Christine Tardif, PhD
Assistant Professor, Department of Neurology & Neurosurgery, Department of Biomedical Engineering
Tardif’s lab develops novel MRI techniques to generate high-resolution quantitative MR images of the brain in-vivo, and relates them to microstructural features of the tissue. Methodological developments include novel image acquisition techniques, multi-modal biophysical modelling, and high-resolution cortical modelling. The lab has a translational approach, working on both small animal (7 Tesla) and human (3 and 7 Tesla) MRI systems.
Tardif’s research has focused on MRI-based investigations of myelin, a lipid-rich cellular membrane that forms an insulating sheath around axons to achieve and maintain the rapid conduction and synchronous timing of neural networks. Myelination is a lifelong dynamic process of forming and modulating myelin sheaths. It underlies key mechanisms of brain plasticity and higher-order cognitive functions. In addition to demyelinating diseases such as multiple sclerosis, there is accumulating evidence that dysmyelination contributes to psychiatric disorders as well.
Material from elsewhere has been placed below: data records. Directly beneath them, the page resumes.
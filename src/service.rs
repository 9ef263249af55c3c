//! Generative service boundary.
//!
//! The model call itself is external; the core only owns the request gate:
//! one request in flight at a time, a busy flag the UI disables triggers
//! on, and a generation counter so a result from an abandoned request can
//! never update newer state.  Work runs on a detached worker thread and is
//! polled from the UI loop with `try_recv`.

use image::RgbaImage;
use std::sync::mpsc;
use std::sync::Arc;

use crate::error::{EditError, ServiceError};
use crate::geometry::AspectRatio;
use crate::log_info;

/// One generative request.  Reference and overlay rasters are fully
/// flattened before submission; the service never sees layer state.
pub struct GenerationRequest {
    pub instruction: String,
    pub aspect: AspectRatio,
    pub references: Vec<RgbaImage>,
    /// Flattened inpaint mask, when the request is a localized edit.
    pub mask: Option<RgbaImage>,
    /// Flattened pose sketch, when the request is a pose transfer.
    pub sketch: Option<RgbaImage>,
}

/// External image generator.  Implementations run on the worker thread and
/// may block.
pub trait GenerativeService: Send + Sync + 'static {
    fn generate(&self, request: GenerationRequest) -> Result<RgbaImage, ServiceError>;
}

type WorkerResult = (u64, Result<RgbaImage, ServiceError>);

/// Client side of the boundary: submit / poll / cancel.
pub struct ServiceClient {
    service: Arc<dyn GenerativeService>,
    receiver: Option<mpsc::Receiver<WorkerResult>>,
    generation: u64,
    busy: bool,
}

impl ServiceClient {
    pub fn new(service: Arc<dyn GenerativeService>) -> Self {
        Self {
            service,
            receiver: None,
            generation: 0,
            busy: false,
        }
    }

    pub fn is_busy(&self) -> bool {
        self.busy
    }

    /// Start a request on a worker thread.  Refused while one is already
    /// outstanding.
    pub fn submit(&mut self, request: GenerationRequest) -> Result<(), EditError> {
        if self.busy {
            return Err(EditError::Busy);
        }
        self.generation += 1;
        let generation = self.generation;
        let (tx, rx) = mpsc::channel();
        let service = Arc::clone(&self.service);
        log_info!("generation {} submitted", generation);
        std::thread::spawn(move || {
            let result = service.generate(request);
            // Receiver may be gone if the session was abandoned.
            let _ = tx.send((generation, result));
        });
        self.receiver = Some(rx);
        self.busy = true;
        Ok(())
    }

    /// Abandon the in-flight request.  The worker finishes on its own; its
    /// result is dropped.
    pub fn cancel(&mut self) {
        if self.busy {
            log_info!("generation {} abandoned", self.generation);
        }
        self.receiver = None;
        self.busy = false;
    }

    /// Non-blocking poll, called once per UI frame.  Returns the finished
    /// result, clearing the busy flag.  Results from a superseded
    /// generation are discarded.
    pub fn poll(&mut self) -> Option<Result<RgbaImage, ServiceError>> {
        let rx = self.receiver.as_ref()?;
        match rx.try_recv() {
            Ok((generation, result)) => {
                self.receiver = None;
                self.busy = false;
                if generation != self.generation {
                    return None;
                }
                Some(result)
            }
            Err(mpsc::TryRecvError::Empty) => None,
            Err(mpsc::TryRecvError::Disconnected) => {
                // Worker died without sending.
                self.receiver = None;
                self.busy = false;
                Some(Err(ServiceError::Disconnected))
            }
        }
    }
}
Tardif’s lab investigates myelination (in both white and grey matter) using multiple MRI techniques such as relaxometry, magnetization transfer and diffusion-weighted imaging.
Tardif received her undergraduate degree in computer engineering from McGill in 2004, and her masters’ degree in bioengineering from Imperial College London, UK, in 2006. She then returned to McGill to earn a PhD in biomedical engineering in 2011. After postdoctoral studies at the Max-Planck Institute for Cognitive and Brain Sciences (Leipzig, Germany) and at the Douglas Mental Health University Institute (McGill), she joined The Neuro in 2017 as an Assistant Professor.